Look through the data below. Collect every line where the word "PageError" occurs.

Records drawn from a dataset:
• • • • • • •
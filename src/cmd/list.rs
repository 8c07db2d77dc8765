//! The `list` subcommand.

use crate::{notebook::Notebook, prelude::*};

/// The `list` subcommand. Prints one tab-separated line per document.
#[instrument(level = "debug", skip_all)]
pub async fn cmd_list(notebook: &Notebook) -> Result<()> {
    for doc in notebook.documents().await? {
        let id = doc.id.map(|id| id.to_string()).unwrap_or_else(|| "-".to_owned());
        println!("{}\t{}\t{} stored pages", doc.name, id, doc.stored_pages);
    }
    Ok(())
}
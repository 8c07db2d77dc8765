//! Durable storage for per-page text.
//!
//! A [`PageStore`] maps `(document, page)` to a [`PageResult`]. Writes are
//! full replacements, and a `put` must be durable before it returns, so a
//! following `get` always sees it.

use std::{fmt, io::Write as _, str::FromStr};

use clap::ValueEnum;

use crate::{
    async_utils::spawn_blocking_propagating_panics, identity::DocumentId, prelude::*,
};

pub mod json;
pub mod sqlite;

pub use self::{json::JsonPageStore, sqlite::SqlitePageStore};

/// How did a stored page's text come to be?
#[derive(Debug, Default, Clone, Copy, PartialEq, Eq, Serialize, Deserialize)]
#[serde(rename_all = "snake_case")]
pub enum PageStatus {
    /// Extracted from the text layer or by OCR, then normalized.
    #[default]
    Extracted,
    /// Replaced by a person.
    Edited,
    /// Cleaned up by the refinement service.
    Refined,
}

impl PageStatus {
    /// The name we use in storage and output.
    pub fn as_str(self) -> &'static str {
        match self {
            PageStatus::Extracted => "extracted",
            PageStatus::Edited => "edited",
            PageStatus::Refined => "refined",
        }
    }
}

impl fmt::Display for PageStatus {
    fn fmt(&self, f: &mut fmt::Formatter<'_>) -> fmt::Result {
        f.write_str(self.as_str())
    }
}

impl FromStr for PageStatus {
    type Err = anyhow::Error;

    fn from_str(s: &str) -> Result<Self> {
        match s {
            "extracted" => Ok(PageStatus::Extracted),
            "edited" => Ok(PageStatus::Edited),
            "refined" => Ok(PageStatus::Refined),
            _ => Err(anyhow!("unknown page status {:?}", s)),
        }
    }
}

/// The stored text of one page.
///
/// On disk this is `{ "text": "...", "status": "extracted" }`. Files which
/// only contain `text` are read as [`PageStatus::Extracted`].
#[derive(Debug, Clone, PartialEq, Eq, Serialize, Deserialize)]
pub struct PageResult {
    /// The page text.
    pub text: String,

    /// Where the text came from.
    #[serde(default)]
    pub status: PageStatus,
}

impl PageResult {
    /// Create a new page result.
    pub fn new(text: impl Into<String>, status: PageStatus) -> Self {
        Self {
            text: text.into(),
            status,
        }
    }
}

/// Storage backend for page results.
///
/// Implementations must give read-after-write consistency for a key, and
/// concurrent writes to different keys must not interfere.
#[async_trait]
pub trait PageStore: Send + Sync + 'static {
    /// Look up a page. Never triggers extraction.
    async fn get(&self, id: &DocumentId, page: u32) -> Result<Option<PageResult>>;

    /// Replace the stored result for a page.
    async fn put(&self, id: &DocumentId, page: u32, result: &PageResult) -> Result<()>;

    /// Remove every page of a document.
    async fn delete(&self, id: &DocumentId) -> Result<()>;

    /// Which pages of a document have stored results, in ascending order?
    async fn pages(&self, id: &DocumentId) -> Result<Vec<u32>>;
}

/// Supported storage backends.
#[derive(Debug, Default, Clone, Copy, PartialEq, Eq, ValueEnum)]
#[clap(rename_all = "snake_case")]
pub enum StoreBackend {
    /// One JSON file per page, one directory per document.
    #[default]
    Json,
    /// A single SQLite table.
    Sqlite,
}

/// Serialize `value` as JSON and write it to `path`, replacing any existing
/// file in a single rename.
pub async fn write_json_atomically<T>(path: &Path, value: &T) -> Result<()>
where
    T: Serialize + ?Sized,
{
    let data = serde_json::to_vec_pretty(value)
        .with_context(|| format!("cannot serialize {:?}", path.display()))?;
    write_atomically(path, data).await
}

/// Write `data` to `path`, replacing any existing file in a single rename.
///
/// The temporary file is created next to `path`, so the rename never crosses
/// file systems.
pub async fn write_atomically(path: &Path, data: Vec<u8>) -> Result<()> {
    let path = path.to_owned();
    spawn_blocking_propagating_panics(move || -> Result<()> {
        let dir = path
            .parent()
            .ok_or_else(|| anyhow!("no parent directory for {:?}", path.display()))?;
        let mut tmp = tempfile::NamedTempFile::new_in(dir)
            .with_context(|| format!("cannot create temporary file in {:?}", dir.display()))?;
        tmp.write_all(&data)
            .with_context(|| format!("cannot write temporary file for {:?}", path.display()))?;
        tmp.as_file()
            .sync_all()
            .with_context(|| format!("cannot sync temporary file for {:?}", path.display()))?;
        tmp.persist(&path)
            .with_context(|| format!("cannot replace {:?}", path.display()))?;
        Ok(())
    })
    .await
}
• • • • • • •
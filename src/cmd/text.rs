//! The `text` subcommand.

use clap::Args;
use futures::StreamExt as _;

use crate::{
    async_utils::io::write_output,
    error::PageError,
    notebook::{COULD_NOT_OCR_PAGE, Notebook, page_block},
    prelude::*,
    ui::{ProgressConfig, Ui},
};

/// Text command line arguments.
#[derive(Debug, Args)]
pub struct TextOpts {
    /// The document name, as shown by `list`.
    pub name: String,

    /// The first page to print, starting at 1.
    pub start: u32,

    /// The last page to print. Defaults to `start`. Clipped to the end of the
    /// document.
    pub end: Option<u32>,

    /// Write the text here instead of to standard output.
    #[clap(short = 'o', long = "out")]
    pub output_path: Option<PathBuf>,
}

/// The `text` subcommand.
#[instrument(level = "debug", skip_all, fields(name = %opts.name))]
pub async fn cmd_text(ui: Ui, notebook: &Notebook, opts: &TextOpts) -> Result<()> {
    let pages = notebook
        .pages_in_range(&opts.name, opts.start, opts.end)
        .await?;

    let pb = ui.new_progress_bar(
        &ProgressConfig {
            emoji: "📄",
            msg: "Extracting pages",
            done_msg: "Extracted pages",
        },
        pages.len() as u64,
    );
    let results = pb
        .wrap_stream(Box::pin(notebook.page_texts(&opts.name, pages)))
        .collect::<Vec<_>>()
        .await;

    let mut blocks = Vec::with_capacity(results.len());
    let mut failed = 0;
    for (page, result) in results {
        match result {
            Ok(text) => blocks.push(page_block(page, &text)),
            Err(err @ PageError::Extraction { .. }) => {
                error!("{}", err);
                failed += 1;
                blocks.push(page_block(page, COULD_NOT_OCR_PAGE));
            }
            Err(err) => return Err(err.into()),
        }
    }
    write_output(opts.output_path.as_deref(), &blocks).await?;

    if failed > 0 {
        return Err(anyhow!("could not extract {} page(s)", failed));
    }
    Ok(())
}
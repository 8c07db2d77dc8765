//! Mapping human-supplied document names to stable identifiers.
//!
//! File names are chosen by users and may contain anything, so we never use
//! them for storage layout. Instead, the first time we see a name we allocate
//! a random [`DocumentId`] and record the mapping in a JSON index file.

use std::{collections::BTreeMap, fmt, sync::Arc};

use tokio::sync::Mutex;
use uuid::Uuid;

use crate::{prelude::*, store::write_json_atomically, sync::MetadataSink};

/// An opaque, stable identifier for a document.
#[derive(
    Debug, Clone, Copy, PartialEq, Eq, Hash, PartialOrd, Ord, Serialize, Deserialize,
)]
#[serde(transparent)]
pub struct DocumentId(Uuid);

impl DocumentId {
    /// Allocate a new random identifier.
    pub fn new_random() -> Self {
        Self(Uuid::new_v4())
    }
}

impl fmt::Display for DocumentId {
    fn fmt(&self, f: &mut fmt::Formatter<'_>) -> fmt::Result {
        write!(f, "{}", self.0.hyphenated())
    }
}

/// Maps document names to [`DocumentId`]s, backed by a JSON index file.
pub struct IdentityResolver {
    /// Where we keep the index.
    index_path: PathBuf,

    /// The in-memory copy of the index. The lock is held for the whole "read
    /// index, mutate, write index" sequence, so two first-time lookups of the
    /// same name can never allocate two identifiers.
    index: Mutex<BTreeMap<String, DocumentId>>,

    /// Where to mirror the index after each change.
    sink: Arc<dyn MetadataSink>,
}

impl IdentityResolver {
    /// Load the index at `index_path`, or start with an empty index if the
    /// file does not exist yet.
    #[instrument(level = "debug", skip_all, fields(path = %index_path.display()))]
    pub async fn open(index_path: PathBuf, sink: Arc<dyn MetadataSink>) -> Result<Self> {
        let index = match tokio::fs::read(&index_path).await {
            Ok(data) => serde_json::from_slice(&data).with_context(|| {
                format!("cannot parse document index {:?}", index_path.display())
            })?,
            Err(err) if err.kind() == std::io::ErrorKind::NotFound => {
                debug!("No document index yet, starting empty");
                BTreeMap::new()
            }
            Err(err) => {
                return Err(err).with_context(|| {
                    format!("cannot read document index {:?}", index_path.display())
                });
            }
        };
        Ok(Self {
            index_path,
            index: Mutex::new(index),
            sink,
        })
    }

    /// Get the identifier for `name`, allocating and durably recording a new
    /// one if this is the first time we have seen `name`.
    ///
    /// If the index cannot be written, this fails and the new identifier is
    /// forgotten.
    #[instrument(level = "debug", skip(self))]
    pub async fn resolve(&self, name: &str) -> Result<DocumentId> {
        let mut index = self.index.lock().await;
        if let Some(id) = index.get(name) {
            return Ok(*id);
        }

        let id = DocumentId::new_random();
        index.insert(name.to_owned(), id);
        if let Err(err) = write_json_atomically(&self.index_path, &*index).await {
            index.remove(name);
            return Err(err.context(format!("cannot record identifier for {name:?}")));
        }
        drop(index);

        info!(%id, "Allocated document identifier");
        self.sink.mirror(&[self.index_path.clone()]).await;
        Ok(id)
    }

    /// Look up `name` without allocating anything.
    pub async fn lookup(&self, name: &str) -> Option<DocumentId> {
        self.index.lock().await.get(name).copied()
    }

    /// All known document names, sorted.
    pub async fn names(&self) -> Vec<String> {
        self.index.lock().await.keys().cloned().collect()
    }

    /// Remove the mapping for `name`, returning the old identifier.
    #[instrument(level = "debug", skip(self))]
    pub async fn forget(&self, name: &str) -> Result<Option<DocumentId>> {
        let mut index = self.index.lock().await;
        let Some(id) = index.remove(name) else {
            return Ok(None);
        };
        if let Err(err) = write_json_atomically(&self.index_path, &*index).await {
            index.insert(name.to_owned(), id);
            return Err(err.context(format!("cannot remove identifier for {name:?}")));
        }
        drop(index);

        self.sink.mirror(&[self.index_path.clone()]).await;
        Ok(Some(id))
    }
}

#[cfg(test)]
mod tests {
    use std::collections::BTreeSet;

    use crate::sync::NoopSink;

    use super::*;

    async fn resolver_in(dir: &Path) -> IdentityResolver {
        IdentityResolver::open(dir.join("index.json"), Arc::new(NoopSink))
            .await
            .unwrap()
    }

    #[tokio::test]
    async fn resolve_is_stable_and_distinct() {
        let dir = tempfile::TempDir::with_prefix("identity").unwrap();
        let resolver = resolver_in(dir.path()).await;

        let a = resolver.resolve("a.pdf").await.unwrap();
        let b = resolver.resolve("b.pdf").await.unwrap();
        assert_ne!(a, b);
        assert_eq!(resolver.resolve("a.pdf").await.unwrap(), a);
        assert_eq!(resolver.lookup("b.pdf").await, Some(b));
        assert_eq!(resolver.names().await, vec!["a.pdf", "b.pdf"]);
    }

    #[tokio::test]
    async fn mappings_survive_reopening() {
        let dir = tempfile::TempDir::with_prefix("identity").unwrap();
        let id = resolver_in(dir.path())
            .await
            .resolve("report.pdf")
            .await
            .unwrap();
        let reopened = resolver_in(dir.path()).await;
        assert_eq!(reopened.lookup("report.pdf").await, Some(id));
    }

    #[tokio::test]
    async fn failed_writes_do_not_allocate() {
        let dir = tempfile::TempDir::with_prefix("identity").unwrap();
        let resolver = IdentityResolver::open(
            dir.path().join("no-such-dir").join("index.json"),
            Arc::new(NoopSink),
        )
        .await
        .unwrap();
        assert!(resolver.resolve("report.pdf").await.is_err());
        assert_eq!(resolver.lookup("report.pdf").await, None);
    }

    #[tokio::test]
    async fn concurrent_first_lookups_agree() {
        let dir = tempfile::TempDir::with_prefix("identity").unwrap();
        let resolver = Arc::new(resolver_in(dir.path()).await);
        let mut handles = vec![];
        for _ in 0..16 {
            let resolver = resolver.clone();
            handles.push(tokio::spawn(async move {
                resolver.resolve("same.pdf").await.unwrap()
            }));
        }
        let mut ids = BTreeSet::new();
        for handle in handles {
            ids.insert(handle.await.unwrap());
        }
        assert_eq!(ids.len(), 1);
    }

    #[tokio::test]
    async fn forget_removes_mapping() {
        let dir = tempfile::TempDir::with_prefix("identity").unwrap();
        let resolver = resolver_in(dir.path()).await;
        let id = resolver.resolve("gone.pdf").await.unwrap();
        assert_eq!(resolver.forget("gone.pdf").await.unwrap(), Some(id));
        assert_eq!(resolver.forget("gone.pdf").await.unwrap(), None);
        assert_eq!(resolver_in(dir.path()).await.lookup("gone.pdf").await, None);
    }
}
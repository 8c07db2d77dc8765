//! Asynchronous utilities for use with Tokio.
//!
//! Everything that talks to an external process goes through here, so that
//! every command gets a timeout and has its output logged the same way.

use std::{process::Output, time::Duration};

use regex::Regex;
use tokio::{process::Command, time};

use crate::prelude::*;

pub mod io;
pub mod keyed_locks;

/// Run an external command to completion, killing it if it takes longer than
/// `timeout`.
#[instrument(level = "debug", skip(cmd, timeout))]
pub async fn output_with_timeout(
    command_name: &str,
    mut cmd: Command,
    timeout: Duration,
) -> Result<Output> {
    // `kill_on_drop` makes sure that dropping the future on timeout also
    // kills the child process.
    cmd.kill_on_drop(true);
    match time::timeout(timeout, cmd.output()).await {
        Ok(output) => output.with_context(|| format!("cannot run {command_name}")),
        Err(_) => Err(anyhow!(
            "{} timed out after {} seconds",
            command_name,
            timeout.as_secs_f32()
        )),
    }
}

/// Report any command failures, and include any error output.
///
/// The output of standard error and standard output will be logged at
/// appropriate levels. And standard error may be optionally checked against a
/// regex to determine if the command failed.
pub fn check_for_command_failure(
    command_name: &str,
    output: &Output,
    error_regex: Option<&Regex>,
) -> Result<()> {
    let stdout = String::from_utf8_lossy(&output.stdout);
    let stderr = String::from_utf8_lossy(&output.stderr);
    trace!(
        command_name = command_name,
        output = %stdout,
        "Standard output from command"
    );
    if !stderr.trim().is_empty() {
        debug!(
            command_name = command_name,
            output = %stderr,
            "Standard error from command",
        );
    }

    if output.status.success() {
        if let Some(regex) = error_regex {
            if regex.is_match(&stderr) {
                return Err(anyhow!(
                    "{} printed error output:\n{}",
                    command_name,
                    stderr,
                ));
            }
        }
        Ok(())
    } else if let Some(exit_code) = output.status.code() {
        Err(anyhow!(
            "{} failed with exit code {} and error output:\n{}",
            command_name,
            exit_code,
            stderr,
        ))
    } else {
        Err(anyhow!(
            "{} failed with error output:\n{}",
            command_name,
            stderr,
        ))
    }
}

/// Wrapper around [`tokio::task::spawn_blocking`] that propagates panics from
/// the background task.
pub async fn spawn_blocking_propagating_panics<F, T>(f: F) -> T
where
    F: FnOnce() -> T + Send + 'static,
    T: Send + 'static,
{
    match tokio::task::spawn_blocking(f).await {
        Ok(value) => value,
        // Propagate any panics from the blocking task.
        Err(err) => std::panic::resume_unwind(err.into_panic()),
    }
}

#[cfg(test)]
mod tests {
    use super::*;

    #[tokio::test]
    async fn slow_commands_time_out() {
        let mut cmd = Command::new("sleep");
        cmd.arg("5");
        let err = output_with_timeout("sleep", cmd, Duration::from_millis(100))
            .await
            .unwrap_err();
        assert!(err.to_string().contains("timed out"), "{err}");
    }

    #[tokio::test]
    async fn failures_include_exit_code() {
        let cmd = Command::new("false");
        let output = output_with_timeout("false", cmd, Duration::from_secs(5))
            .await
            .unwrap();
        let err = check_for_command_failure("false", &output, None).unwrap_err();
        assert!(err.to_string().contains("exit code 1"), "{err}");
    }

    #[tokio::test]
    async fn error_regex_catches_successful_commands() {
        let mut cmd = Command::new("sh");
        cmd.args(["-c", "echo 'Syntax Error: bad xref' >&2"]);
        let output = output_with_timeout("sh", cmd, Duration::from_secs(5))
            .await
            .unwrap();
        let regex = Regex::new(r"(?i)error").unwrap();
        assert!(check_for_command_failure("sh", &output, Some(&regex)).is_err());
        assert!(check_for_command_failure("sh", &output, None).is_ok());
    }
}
• • • • • • •
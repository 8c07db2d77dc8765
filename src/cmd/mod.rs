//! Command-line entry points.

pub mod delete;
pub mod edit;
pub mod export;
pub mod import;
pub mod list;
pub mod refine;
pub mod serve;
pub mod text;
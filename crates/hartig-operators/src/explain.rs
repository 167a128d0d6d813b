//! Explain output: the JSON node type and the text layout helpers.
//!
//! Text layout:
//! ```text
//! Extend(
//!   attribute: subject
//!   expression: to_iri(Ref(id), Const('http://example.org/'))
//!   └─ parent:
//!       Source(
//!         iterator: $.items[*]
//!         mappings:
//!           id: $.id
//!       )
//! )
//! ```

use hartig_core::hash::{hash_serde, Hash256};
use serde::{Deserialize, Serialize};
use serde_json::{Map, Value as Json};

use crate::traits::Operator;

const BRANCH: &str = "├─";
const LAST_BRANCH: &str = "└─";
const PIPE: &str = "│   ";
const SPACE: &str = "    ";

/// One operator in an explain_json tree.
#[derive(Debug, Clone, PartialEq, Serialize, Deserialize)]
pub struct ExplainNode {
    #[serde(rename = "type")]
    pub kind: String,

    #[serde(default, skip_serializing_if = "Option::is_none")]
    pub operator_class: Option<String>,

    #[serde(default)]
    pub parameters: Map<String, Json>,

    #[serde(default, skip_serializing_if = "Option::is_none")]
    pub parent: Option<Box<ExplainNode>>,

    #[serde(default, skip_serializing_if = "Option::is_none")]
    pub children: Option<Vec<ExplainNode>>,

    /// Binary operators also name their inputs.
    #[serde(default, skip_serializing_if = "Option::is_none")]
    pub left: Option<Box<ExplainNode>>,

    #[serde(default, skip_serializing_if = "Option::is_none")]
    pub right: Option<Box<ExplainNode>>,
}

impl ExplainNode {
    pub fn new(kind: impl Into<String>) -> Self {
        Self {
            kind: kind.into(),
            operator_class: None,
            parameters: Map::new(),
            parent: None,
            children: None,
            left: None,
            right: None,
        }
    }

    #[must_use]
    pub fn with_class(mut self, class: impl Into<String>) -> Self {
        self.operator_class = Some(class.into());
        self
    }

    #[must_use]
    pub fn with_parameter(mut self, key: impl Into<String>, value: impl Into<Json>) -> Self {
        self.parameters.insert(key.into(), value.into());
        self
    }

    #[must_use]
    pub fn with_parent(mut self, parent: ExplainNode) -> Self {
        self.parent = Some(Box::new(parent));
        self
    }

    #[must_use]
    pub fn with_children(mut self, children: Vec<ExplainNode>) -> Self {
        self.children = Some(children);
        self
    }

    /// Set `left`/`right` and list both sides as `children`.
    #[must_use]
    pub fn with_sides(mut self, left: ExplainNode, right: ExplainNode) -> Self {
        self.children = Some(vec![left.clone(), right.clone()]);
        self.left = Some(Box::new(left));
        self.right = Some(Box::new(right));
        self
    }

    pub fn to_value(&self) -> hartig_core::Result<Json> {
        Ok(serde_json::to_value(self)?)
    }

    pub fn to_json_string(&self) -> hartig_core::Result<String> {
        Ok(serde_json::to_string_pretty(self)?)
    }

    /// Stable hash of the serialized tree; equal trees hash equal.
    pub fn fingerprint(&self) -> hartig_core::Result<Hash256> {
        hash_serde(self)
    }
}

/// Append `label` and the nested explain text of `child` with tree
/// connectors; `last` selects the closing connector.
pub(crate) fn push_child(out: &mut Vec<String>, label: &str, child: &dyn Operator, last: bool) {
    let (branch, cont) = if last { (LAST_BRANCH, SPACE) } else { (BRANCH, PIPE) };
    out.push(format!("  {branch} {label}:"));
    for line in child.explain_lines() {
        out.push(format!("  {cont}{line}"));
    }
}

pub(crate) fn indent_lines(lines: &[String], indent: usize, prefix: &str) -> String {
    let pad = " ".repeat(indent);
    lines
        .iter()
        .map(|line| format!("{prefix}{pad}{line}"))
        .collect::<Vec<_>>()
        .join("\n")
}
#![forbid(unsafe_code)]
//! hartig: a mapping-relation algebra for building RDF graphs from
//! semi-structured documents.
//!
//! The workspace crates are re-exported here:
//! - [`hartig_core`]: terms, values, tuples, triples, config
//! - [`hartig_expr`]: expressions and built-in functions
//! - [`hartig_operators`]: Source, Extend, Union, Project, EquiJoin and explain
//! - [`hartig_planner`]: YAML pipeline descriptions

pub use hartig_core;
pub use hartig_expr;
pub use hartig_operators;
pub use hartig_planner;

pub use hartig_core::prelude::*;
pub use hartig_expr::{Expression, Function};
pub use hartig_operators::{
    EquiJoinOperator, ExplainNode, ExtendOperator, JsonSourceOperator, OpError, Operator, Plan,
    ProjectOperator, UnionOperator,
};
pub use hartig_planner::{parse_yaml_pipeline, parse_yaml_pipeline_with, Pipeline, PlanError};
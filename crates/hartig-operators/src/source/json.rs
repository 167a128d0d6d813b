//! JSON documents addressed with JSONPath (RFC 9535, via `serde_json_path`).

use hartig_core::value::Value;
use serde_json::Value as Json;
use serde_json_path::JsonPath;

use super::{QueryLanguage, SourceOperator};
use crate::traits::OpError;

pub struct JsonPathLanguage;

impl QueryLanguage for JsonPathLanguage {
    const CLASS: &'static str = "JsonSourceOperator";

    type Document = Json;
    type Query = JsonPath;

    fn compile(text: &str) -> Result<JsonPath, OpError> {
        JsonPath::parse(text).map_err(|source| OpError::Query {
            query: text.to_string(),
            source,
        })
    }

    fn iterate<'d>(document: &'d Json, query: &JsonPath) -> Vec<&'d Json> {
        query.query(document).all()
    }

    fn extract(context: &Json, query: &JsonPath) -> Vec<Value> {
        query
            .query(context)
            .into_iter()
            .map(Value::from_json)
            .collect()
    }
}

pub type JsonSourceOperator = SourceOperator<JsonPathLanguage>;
• • • • • • •
● **Solution**
    error::PageError,
            Err(err @ PageError::Extraction { .. }) => {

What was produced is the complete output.